[Information]:

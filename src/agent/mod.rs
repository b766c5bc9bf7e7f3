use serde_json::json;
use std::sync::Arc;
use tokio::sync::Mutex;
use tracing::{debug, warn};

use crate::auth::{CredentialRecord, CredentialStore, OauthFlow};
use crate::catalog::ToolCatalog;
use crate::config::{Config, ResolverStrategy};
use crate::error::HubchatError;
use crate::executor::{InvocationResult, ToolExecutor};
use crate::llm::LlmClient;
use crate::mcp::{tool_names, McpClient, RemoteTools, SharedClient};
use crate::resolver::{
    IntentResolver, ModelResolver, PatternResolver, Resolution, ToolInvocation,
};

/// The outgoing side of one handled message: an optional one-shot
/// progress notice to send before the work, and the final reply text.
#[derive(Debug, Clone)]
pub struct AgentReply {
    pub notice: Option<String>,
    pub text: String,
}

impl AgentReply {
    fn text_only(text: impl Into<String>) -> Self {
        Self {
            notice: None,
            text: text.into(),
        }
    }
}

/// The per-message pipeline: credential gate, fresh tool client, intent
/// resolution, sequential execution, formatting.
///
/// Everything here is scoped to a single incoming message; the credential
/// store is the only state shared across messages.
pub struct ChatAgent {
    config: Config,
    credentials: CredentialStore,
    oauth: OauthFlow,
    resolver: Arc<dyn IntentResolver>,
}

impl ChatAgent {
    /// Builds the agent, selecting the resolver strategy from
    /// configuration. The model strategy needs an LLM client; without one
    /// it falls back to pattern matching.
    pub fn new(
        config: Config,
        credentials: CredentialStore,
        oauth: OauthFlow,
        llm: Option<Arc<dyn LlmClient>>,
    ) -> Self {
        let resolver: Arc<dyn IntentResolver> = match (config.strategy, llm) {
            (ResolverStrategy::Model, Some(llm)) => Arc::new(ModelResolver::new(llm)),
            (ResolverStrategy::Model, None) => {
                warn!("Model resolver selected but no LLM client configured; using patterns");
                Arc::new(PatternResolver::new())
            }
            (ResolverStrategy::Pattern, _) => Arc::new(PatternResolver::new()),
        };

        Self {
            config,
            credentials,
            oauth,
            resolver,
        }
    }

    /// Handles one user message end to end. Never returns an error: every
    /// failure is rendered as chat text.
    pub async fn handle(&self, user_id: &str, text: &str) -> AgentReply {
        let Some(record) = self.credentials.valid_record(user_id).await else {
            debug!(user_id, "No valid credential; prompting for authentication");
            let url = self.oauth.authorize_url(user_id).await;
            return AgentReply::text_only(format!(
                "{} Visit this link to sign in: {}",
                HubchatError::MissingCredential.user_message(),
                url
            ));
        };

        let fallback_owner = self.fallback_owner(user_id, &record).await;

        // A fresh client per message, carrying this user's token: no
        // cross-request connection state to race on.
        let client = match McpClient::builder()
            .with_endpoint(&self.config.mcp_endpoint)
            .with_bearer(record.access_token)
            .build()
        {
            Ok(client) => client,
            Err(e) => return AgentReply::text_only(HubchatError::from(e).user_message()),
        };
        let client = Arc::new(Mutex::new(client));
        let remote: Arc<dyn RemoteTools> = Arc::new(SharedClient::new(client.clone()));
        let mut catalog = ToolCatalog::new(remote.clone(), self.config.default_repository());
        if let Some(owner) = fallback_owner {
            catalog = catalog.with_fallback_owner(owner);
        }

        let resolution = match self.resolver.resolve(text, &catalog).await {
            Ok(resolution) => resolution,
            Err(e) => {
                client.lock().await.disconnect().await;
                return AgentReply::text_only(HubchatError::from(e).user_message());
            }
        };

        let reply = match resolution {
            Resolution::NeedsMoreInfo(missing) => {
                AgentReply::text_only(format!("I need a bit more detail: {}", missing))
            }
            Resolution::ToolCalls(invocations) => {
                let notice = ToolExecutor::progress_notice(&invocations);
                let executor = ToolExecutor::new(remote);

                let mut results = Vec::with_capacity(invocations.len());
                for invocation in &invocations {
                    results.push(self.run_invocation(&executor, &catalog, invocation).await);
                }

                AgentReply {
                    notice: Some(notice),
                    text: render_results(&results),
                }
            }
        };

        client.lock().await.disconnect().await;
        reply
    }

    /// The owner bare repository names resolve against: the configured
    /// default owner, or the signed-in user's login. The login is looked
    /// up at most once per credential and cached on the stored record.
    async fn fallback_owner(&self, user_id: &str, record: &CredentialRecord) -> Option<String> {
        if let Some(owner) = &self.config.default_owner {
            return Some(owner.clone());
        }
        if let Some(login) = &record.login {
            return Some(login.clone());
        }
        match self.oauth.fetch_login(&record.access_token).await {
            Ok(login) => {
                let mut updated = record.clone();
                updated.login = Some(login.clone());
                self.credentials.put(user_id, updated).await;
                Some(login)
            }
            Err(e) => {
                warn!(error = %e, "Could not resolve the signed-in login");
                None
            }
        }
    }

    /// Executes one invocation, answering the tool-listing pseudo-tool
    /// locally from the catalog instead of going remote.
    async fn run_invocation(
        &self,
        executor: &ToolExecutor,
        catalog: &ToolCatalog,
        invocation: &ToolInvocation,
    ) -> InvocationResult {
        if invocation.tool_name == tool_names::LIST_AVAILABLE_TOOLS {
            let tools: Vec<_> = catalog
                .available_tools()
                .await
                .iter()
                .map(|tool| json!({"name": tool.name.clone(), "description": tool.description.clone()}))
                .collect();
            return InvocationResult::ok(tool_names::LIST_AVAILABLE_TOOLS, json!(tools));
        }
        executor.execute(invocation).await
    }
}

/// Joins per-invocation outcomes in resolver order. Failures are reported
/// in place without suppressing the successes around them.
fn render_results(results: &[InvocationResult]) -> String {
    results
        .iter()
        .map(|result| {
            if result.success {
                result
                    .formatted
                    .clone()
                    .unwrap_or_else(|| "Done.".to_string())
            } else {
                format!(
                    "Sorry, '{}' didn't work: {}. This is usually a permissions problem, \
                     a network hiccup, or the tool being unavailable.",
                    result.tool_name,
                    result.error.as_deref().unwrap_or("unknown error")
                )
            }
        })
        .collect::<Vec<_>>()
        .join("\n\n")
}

[What is needed]: Out of the preceding entries, pull each line that contains the word "SharedClient".

[Answer space]:
use crate::mcp::{tool_names, McpClient, RemoteTools, SharedClient};
        let remote: Arc<dyn RemoteTools> = Arc::new(SharedClient::new(client.clone()));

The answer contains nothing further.